= Human trafficking in Kiribati =

Kiribati ratified the 2000 UN TIP Protocol in September 2005.

In 2010 Kiribati was a source country for girls subjected to trafficking, specifically commercial sexual exploitation. Crew members on Korean and perhaps other foreign fishing vessels in Kiribati or in its territorial waters exploited prostituted children aboard their ships. Some girls were also forced into prostitution in bars frequented by crew members. Local I-Kiribati, sometimes family members but also taxi drivers and owners of small boats, knowingly facilitated trafficking by transporting underage girls to the boats for the purposes of prostitution. The girls generally received cash, food, or goods in exchange for sexual services.
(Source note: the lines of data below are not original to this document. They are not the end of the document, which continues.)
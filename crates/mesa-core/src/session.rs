//! Chat session: one conversation log plus the selected backend.
//!
//! The caller owns the session; there is no process-wide state. `respond`
//! takes `&mut self`, so one session handles one turn at a time.

use std::sync::Arc;

use crate::conversation::{Conversation, Turn};
use crate::error::{ChatError, ChatResult};
use crate::router::{BackendMode, Responder};

pub struct ChatSession {
    responder: Arc<dyn Responder>,
    conversation: Conversation,
}

impl ChatSession {
    pub fn new(responder: Arc<dyn Responder>) -> Self {
        Self {
            responder,
            conversation: Conversation::new(),
        }
    }

    pub fn mode(&self) -> BackendMode {
        self.responder.mode()
    }

    pub fn conversation(&self) -> &Conversation {
        &self.conversation
    }

    /// Produce a reply for `utterance`. On success the user turn and the reply
    /// are appended; on failure the log is left untouched.
    pub async fn respond(&mut self, utterance: &str) -> ChatResult<String> {
        let utterance = utterance.trim();
        if utterance.is_empty() {
            return Err(ChatError::Resolution("empty utterance".to_string()));
        }

        let reply = self
            .responder
            .respond(self.conversation.snapshot(), utterance)
            .await?;

        self.conversation.append(Turn::user(utterance));
        self.conversation.append(Turn::assistant(reply.clone()));
        tracing::debug!(
            "[MESA] Turn committed ({} turns in log)",
            self.conversation.len()
        );
        Ok(reply)
    }
}
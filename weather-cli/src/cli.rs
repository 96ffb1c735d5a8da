use anyhow::{Context, bail};
use chrono::Timelike;
use clap::{ArgAction, Parser, Subcommand};
use inquire::{Password, PasswordDisplayMode, Select, Text};
use std::sync::Arc;
use tokio::sync::watch;
use tracing::{debug, warn};
use weather_core::{
    ClientFetcher, Config, FetchController, FetchState, FilePreferenceStore, PreferenceStore,
    Units, WeatherFetcher, WeatherQuery,
    preferences::{load_last_city, save_last_city},
    provider::client_from_config,
};

use crate::render::{Layout, render_report};

/// Top-level CLI struct.
#[derive(Debug, Parser)]
#[command(name = "weather", version, about = "Weather CLI")]
pub struct Cli {
    /// Increase log verbosity (-v info, -vv debug, -vvv trace).
    #[arg(short, long, action = ArgAction::Count, global = true)]
    pub verbose: u8,

    #[command(subcommand)]
    pub command: Command,
}

#[derive(Debug, Subcommand)]
pub enum Command {
    /// Configure the API key, units and region qualifier.
    ///
    /// Prompts interactively unless any flag is given.
    Configure {
        #[arg(long)]
        api_key: Option<String>,

        #[arg(long)]
        units: Option<String>,

        /// Country code appended to every query, e.g. "US". Empty clears it.
        #[arg(long)]
        region: Option<String>,
    },

    /// Show current weather for a city, or for the last searched city.
    Show {
        /// City name; omitted means "the city searched last time".
        city: Option<String>,

        /// Print the decoded report as JSON.
        #[arg(long)]
        json: bool,

        #[arg(long, value_enum, default_value_t = Layout::Full)]
        layout: Layout,
    },

    /// Print the last searched city.
    Last,
}

impl Cli {
    pub async fn run(self) -> anyhow::Result<()> {
        match self.command {
            Command::Configure { api_key, units, region } => configure(api_key, units, region),
            Command::Show { city, json, layout } => show(city, json, layout).await,
            Command::Last => {
                let store = FilePreferenceStore::open_default()?;
                match load_last_city(&store) {
                    Some(city) => println!("{city}"),
                    None => println!("No city searched yet"),
                }
                Ok(())
            }
        }
    }
}

fn configure(
    api_key: Option<String>,
    units: Option<String>,
    region: Option<String>,
) -> anyhow::Result<()> {
    // Read the file directly so an environment key is never written back.
    let path = Config::config_file_path()?;
    let mut config = Config::load_from(&path)?;

    if api_key.is_none() && units.is_none() && region.is_none() {
        prompt_config(&mut config)?;
    } else {
        apply_flags(&mut config, api_key, units, region)?;
    }

    config.api_key()?;
    config.save_to(&path)?;
    println!("Configuration saved to {}", path.display());
    Ok(())
}

/// Only the flags that were given change the config.
fn apply_flags(
    config: &mut Config,
    api_key: Option<String>,
    units: Option<String>,
    region: Option<String>,
) -> anyhow::Result<()> {
    if let Some(key) = api_key {
        config.set_api_key(key);
    }
    if let Some(units) = units {
        config.api.units = Units::try_from(units.as_str())?;
    }
    if let Some(region) = region {
        config.set_region(Some(region));
    }
    Ok(())
}

fn prompt_config(config: &mut Config) -> anyhow::Result<()> {
    let key = Password::new("OpenWeather API key (blank keeps the current one):")
        .without_confirmation()
        .with_display_mode(PasswordDisplayMode::Masked)
        .prompt()
        .context("Failed to read API key")?;
    if !key.trim().is_empty() {
        config.set_api_key(key);
    }

    let choices = Units::all().to_vec();
    let cursor = choices.iter().position(|u| *u == config.api.units).unwrap_or(0);
    config.api.units = Select::new("Units:", choices)
        .with_starting_cursor(cursor)
        .prompt()
        .context("Failed to read units")?;

    let region = Text::new("Region qualifier (blank for none):")
        .with_initial_value(config.region().unwrap_or_default())
        .prompt()
        .context("Failed to read region")?;
    config.set_region(Some(region));

    Ok(())
}

async fn show(city: Option<String>, json: bool, layout: Layout) -> anyhow::Result<()> {
    let config = Config::load()?;
    let client = client_from_config(&config)?;
    let preferences: Arc<dyn PreferenceStore> = Arc::new(FilePreferenceStore::open_default()?);

    let controller = start_lookup(
        Arc::new(ClientFetcher::new(client)),
        preferences,
        config.region.clone(),
        city,
    )?;

    present(controller.subscribe(), config.api.units, json, layout).await
}

/// Remembers and submits `city`, or restores the last one when none is given.
///
/// Blank input is rejected before anything is saved.
fn start_lookup(
    fetcher: Arc<dyn WeatherFetcher>,
    preferences: Arc<dyn PreferenceStore>,
    region: Option<String>,
    city: Option<String>,
) -> anyhow::Result<FetchController> {
    let query = city.as_deref().map(WeatherQuery::new).transpose()?;

    let controller = FetchController::new(fetcher, Arc::clone(&preferences)).with_region(region);

    match query {
        Some(query) => {
            save_last_city(preferences.as_ref(), query.as_str());
            controller.submit(&query);
        }
        None => {
            controller.initialize();
        }
    }

    Ok(controller)
}

/// Renders each state until the controller settles.
async fn present(
    mut states: watch::Receiver<FetchState>,
    units: Units,
    json: bool,
    layout: Layout,
) -> anyhow::Result<()> {
    loop {
        let state = states.borrow_and_update().clone();
        debug!(state = state.name(), "rendering state");

        match state {
            FetchState::Initial => {
                println!("Enter a city to get the weather");
                return Ok(());
            }
            FetchState::Loading => eprintln!("Loading weather..."),
            FetchState::Success(report) => {
                if json {
                    println!("{}", serde_json::to_string_pretty(&report)?);
                } else {
                    let hour = chrono::Local::now().hour();
                    println!("{}", render_report(&report, units, layout, hour));
                }
                return Ok(());
            }
            FetchState::Failed(message) => {
                warn!(%message, "weather lookup failed");
                bail!("No forecast data");
            }
        }

        states
            .changed()
            .await
            .context("Weather lookup was cancelled")?;
    }
}
use anyhow::{Context, Result};
use std::{
    collections::{BTreeMap, HashMap},
    fmt::Debug,
    fs,
    path::{Path, PathBuf},
    sync::Mutex,
};
use tracing::{debug, warn};

use crate::config::Config;

/// Key under which the last searched city is remembered.
pub const LAST_CITY_KEY: &str = "lastCity";

/// Small string key/value persistence.
///
/// `save` is fire-and-forget: implementations log failures instead of
/// returning them.
pub trait PreferenceStore: Send + Sync + Debug {
    fn save(&self, key: &str, value: &str);

    fn load(&self, key: &str) -> Option<String>;
}

pub fn save_last_city(store: &dyn PreferenceStore, city: &str) {
    store.save(LAST_CITY_KEY, city);
}

/// Blank values are treated as absent.
pub fn load_last_city(store: &dyn PreferenceStore) -> Option<String> {
    store
        .load(LAST_CITY_KEY)
        .filter(|city| !city.trim().is_empty())
}

/// Preferences kept in a TOML table on disk.
#[derive(Debug)]
pub struct FilePreferenceStore {
    path: PathBuf,
    write_lock: Mutex<()>,
}

impl FilePreferenceStore {
    pub fn new(path: impl Into<PathBuf>) -> Self {
        Self { path: path.into(), write_lock: Mutex::new(()) }
    }

    /// Store in the platform data directory.
    pub fn open_default() -> Result<Self> {
        let dirs = Config::project_dirs()?;
        Ok(Self::new(dirs.data_dir().join("preferences.toml")))
    }

    pub fn path(&self) -> &Path {
        &self.path
    }

    fn read_all(&self) -> Result<BTreeMap<String, String>> {
        if !self.path.exists() {
            return Ok(BTreeMap::new());
        }

        let contents = fs::read_to_string(&self.path)
            .with_context(|| format!("Failed to read preferences: {}", self.path.display()))?;

        toml::from_str(&contents)
            .with_context(|| format!("Failed to parse preferences: {}", self.path.display()))
    }

    fn write_entry(&self, key: &str, value: &str) -> Result<()> {
        let _guard = self.write_lock.lock().unwrap_or_else(|e| e.into_inner());

        // A corrupt file is replaced rather than blocking every later save.
        let mut entries = self.read_all().unwrap_or_default();
        entries.insert(key.to_string(), value.to_string());

        if let Some(parent) = self.path.parent() {
            fs::create_dir_all(parent).with_context(|| {
                format!("Failed to create preferences directory: {}", parent.display())
            })?;
        }

        let toml = toml::to_string(&entries).context("Failed to serialize preferences")?;
        fs::write(&self.path, toml)
            .with_context(|| format!("Failed to write preferences: {}", self.path.display()))?;

        Ok(())
    }
}

impl PreferenceStore for FilePreferenceStore {
    fn save(&self, key: &str, value: &str) {
        match self.write_entry(key, value) {
            Ok(()) => debug!(key, "preference saved"),
            Err(err) => warn!(key, error = %format!("{err:#}"), "failed to save preference"),
        }
    }

    fn load(&self, key: &str) -> Option<String> {
        match self.read_all() {
            Ok(mut entries) => entries.remove(key),
            Err(err) => {
                warn!(key, error = %format!("{err:#}"), "failed to load preferences");
                None
            }
        }
    }
}

/// In-process preferences, lost on exit.
#[derive(Debug, Default)]
pub struct MemoryPreferenceStore {
    entries: Mutex<HashMap<String, String>>,
}

impl MemoryPreferenceStore {
    pub fn new() -> Self {
        Self::default()
    }

    pub fn with_entry(key: &str, value: &str) -> Self {
        let store = Self::new();
        store.save(key, value);
        store
    }
}

impl PreferenceStore for MemoryPreferenceStore {
    fn save(&self, key: &str, value: &str) {
        self.entries
            .lock()
            .unwrap_or_else(|e| e.into_inner())
            .insert(key.to_string(), value.to_string());
    }

    fn load(&self, key: &str) -> Option<String> {
        self.entries
            .lock()
            .unwrap_or_else(|e| e.into_inner())
            .get(key)
            .cloned()
    }
}

#[cfg(test)]
mod tests {
    use super::*;

    #[test]
    fn file_store_round_trips_last_city() {
        let dir = tempfile::tempdir().unwrap();
        let store = FilePreferenceStore::new(dir.path().join("prefs").join("preferences.toml"));

        assert_eq!(load_last_city(&store), None);

        save_last_city(&store, "Paris");
        assert_eq!(load_last_city(&store).as_deref(), Some("Paris"));

        save_last_city(&store, "Lyon");
        let reopened = FilePreferenceStore::new(store.path());
        assert_eq!(load_last_city(&reopened).as_deref(), Some("Lyon"));
    }

    #[test]
    fn file_store_keeps_other_keys() {
        let dir = tempfile::tempdir().unwrap();
        let store = FilePreferenceStore::new(dir.path().join("preferences.toml"));

        store.save("theme", "dark");
        save_last_city(&store, "Rome");

        assert_eq!(store.load("theme").as_deref(), Some("dark"));
        assert_eq!(store.load(LAST_CITY_KEY).as_deref(), Some("Rome"));
    }

    #[test]
    fn corrupt_file_loads_as_empty_and_is_replaced_on_save() {
        let dir = tempfile::tempdir().unwrap();
        let path = dir.path().join("preferences.toml");
        fs::write(&path, "this is = = not toml").unwrap();

        let store = FilePreferenceStore::new(&path);
        assert_eq!(load_last_city(&store), None);

        save_last_city(&store, "Madrid");
        assert_eq!(load_last_city(&store).as_deref(), Some("Madrid"));
    }

    #[test]
    fn unwritable_location_does_not_panic() {
        let dir = tempfile::tempdir().unwrap();
        let blocker = dir.path().join("file");
        fs::write(&blocker, "").unwrap();

        // Parent "directory" is a regular file.
        let store = FilePreferenceStore::new(blocker.join("preferences.toml"));
        save_last_city(&store, "Berlin");
        assert_eq!(load_last_city(&store), None);
    }

    #[test]
    fn blank_saved_city_reads_as_absent() {
        let store = MemoryPreferenceStore::with_entry(LAST_CITY_KEY, "  ");
        assert_eq!(load_last_city(&store), None);
    }
}
use anyhow::Context;
use async_trait::async_trait;
use reqwest::Client;
use tracing::{debug, instrument, warn};

use crate::{
    config::{ApiConfig, Units},
    error::WeatherError,
    model::WeatherReport,
};

use super::WeatherClient;

const CURRENT_WEATHER_PATH: &str = "data/2.5/weather";

/// Current-weather lookups against the OpenWeather REST API.
#[derive(Debug, Clone)]
pub struct OpenWeatherClient {
    api_key: String,
    base_url: String,
    units: Units,
    http: Client,
}

impl OpenWeatherClient {
    pub fn new(api: &ApiConfig, api_key: &str) -> anyhow::Result<Self> {
        let mut builder = Client::builder();
        if let Some(timeout) = api.timeout() {
            builder = builder.timeout(timeout);
        }
        let http = builder.build().context("Failed to build HTTP client")?;

        Ok(Self {
            api_key: api_key.to_string(),
            base_url: api.base_url.trim_end_matches('/').to_string(),
            units: api.units,
            http,
        })
    }

    pub fn endpoint(&self) -> String {
        format!("{}/{CURRENT_WEATHER_PATH}", self.base_url)
    }
}

#[async_trait]
impl WeatherClient for OpenWeatherClient {
    #[instrument(skip(self), fields(units = %self.units))]
    async fn fetch(&self, city: &str) -> Result<WeatherReport, WeatherError> {
        let url = self.endpoint();
        debug!(%url, "requesting current weather");

        let res = self
            .http
            .get(&url)
            .query(&[
                ("q", city),
                ("units", self.units.as_str()),
                ("appid", self.api_key.as_str()),
            ])
            .send()
            .await?;

        let status = res.status();
        let body = res.text().await?;

        if !status.is_success() {
            warn!(%status, "weather request rejected");
            return Err(WeatherError::status(status, &body));
        }

        let report: WeatherReport = serde_json::from_str(&body)?;
        debug!(location = ?report.location_name, "decoded weather report");

        Ok(report)
    }
}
In 2010 the Government of Kiribati did not fully comply with the minimum standards for the elimination of trafficking; however, it made significant efforts to do so. Despite these efforts, the government has not proactively identified victims, investigated or prosecuted suspected trafficking offenders, or educated the public on the dangers of human trafficking; therefore, Kiribati was placed on Tier 2 Watch List. While the government acknowledged that the prostitution of girls was a problem in Kiribati, it took no steps to protect victims of sex trafficking, investigate and prosecute foreign crewmen for the commercial sexual exploitation of children within its territory, proactively identify child victims of sex trafficking, or educate the public about the dangers of trafficking.
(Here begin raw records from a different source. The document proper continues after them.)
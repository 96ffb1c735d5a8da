//! Fetch controller: owns the current [`FetchState`] and drives one lookup per
//! submitted query.
//!
//! State is published through a [`tokio::sync::watch`] channel, so subscribers
//! always see the latest value and never a replay. Every submission supersedes
//! the previous one: the older task is aborted and, should it still finish, its
//! result is discarded because its generation is no longer current.

use futures::FutureExt;
use std::{
    panic::AssertUnwindSafe,
    sync::{
        Arc, Mutex,
        atomic::{AtomicU64, Ordering},
    },
};
use tokio::{sync::watch, task::JoinHandle};
use tracing::{debug, info, warn};

use crate::{
    fetcher::WeatherFetcher,
    model::{FetchState, WeatherQuery},
    preferences::{PreferenceStore, load_last_city},
};

/// Failure text used when an error carries no description of its own.
pub const UNKNOWN_ERROR: &str = "Unknown error";

pub struct FetchController {
    fetcher: Arc<dyn WeatherFetcher>,
    preferences: Arc<dyn PreferenceStore>,
    region: Option<String>,
    state: Arc<watch::Sender<FetchState>>,
    generation: Arc<AtomicU64>,
    task: Mutex<Option<JoinHandle<()>>>,
}

impl std::fmt::Debug for FetchController {
    fn fmt(&self, f: &mut std::fmt::Formatter<'_>) -> std::fmt::Result {
        f.debug_struct("FetchController")
            .field("region", &self.region)
            .field("state", &self.state.borrow().name())
            .field("generation", &self.generation.load(Ordering::SeqCst))
            .finish_non_exhaustive()
    }
}

impl FetchController {
    pub fn new(fetcher: Arc<dyn WeatherFetcher>, preferences: Arc<dyn PreferenceStore>) -> Self {
        let (state, _) = watch::channel(FetchState::Initial);
        Self {
            fetcher,
            preferences,
            region: None,
            state: Arc::new(state),
            generation: Arc::new(AtomicU64::new(0)),
            task: Mutex::new(None),
        }
    }

    /// Qualifier appended to queries that don't name a country themselves.
    pub fn with_region(mut self, region: Option<String>) -> Self {
        self.region = region;
        self
    }

    pub fn region(&self) -> Option<&str> {
        self.region.as_deref()
    }

    /// Resubmits the remembered city, if any. Returns whether a fetch started.
    pub fn initialize(&self) -> bool {
        let Some(saved) = load_last_city(self.preferences.as_ref()) else {
            debug!("no saved city to restore");
            return false;
        };

        match WeatherQuery::new(&saved) {
            Ok(query) => {
                info!(city = %query, "restoring last searched city");
                self.submit(&query);
                true
            }
            Err(_) => false,
        }
    }

    /// Moves to `Loading` immediately and resolves to `Success` or `Failed` in
    /// the background. Must be called from within a Tokio runtime.
    pub fn submit(&self, query: &WeatherQuery) {
        let specifier = query.with_region(self.region());
        let fetcher = Arc::clone(&self.fetcher);
        let state = Arc::clone(&self.state);
        let generation = Arc::clone(&self.generation);

        let mut slot = self.task.lock().unwrap_or_else(|e| e.into_inner());
        if let Some(previous) = slot.take() {
            previous.abort();
        }

        let mut current = 0;
        self.state.send_modify(|s| {
            current = generation.fetch_add(1, Ordering::SeqCst) + 1;
            *s = FetchState::Loading;
        });
        info!(city = %specifier, generation = current, "fetch started");

        *slot = Some(tokio::spawn(async move {
            let outcome = AssertUnwindSafe(async { fetcher.fetch_report(&specifier).await })
                .catch_unwind()
                .await;

            let next = match outcome {
                Ok(Ok(report)) => FetchState::Success(report),
                Ok(Err(err)) => {
                    warn!(city = %specifier, error = %err, "fetch failed");
                    FetchState::Failed(err.message().unwrap_or_else(|| UNKNOWN_ERROR.to_string()))
                }
                Err(_) => {
                    warn!(city = %specifier, "fetch panicked");
                    FetchState::Failed(UNKNOWN_ERROR.to_string())
                }
            };

            let published = state.send_if_modified(|s| {
                if generation.load(Ordering::SeqCst) != current {
                    return false;
                }
                *s = next;
                true
            });

            if published {
                let outcome = state.borrow().name();
                info!(city = %specifier, generation = current, outcome, "fetch finished");
            } else {
                debug!(city = %specifier, generation = current, "discarding superseded result");
            }
        }));
    }

    /// A receiver that starts at the current state.
    pub fn subscribe(&self) -> watch::Receiver<FetchState> {
        self.state.subscribe()
    }

    pub fn state(&self) -> FetchState {
        self.state.borrow().clone()
    }

    /// Waits until no fetch is in flight and returns the resulting state.
    pub async fn settled(&self) -> FetchState {
        let mut rx = self.subscribe();
        match rx.wait_for(|s| !matches!(s, FetchState::Loading)).await {
            Ok(state) => state.clone(),
            // The sender lives as long as `self`, so this is unreachable in practice.
            Err(_) => self.state(),
        }
    }
}

impl Drop for FetchController {
    fn drop(&mut self) {
        let slot = self.task.get_mut().unwrap_or_else(|e| e.into_inner());
        if let Some(task) = slot.take() {
            task.abort();
        }
    }
}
The U.S. State Department's Office to Monitor and Combat Trafficking in Persons placed the country in "Tier 2" in 2014.
In 2023, the Organised Crime Index noted increasing levels of the crime in Kiribati.

==Prosecution (2010)==
The Government of Kiribati made no discernible law enforcement efforts to combat human trafficking during the reporting period. No trafficking offenders were investigated, arrested, prosecuted, or convicted in the past year, although information about particular victims in trafficking situations was available. Kiribati's 2005 comprehensive anti-trafficking legislation criminalizes all forms of trafficking, but does not include specific definitions of trafficking for labor or sexual exploitation. The law prescribes sufficiently stringent punishments of up to 15 years’ imprisonment, which are commensurate with penalties prescribed for other serious crimes, such as rape. The 2005 law also provides protection and rights for victims of trafficking. The lack of a legal definition of sex or labor trafficking which identifies the essential elements of a trafficking crime prevents law enforcement officers from rescuing victims or arresting trafficking offenders on trafficking charges. The government provided no training to law enforcement and court personnel on identifying trafficking victims and prosecuting trafficking offenders. As members of Pacific Island international law enforcement groups, mechanisms exist to allow the country to work in partnership with other governments on trafficking cases, though these have not been used. There is no evidence of officials’ complicity in human trafficking activity.

==Protection (2010)==
The Government of Kiribati did not make discernible progress in ensuring trafficking victims’ access to protective services during the year. Law enforcement and social services personnel do not have a formal system of proactively identifying victims of trafficking among high-risk persons with whom they come in contact; they identified no victims during the reporting period. The government does not have any formal arrangements or mechanisms in place to provide trafficking victims with access to legal, medical, or psychological services, and no plans to develop the capacity to do so. The Kiribati government has not developed or implemented a referral process to transfer victims detained, arrested, or placed in protective custody by law enforcement authorities to institutions that provide short or long-term care. It has a limited capacity to protect victims of trafficking or victims of other crimes, and relies on NGO's and international organizations to provide most victim services. Kiribati does not have victim care facilities specifically to care for trafficking victims. The law in Kiribati generally protects rights of victims of violent crime, which would include victims of trafficking.

==Prevention (2010)==
The government made no discernible efforts to prevent trafficking or raise public awareness of the dangers of trafficking. An inter-agency transnational crime task force made up of law enforcement officials from the police, the Attorney General's office, and the immigration, customs, and finance ministries met monthly and included trafficking in persons as one of its responsibilities. The government did not provide any specialized training for government or law enforcement officials on how to recognize, investigate, and prosecute instances of trafficking. It took no action to reduce the demand for commercial sex acts during the reporting period. There is no evidence that citizens of Kiribati are involved in international sex tourism.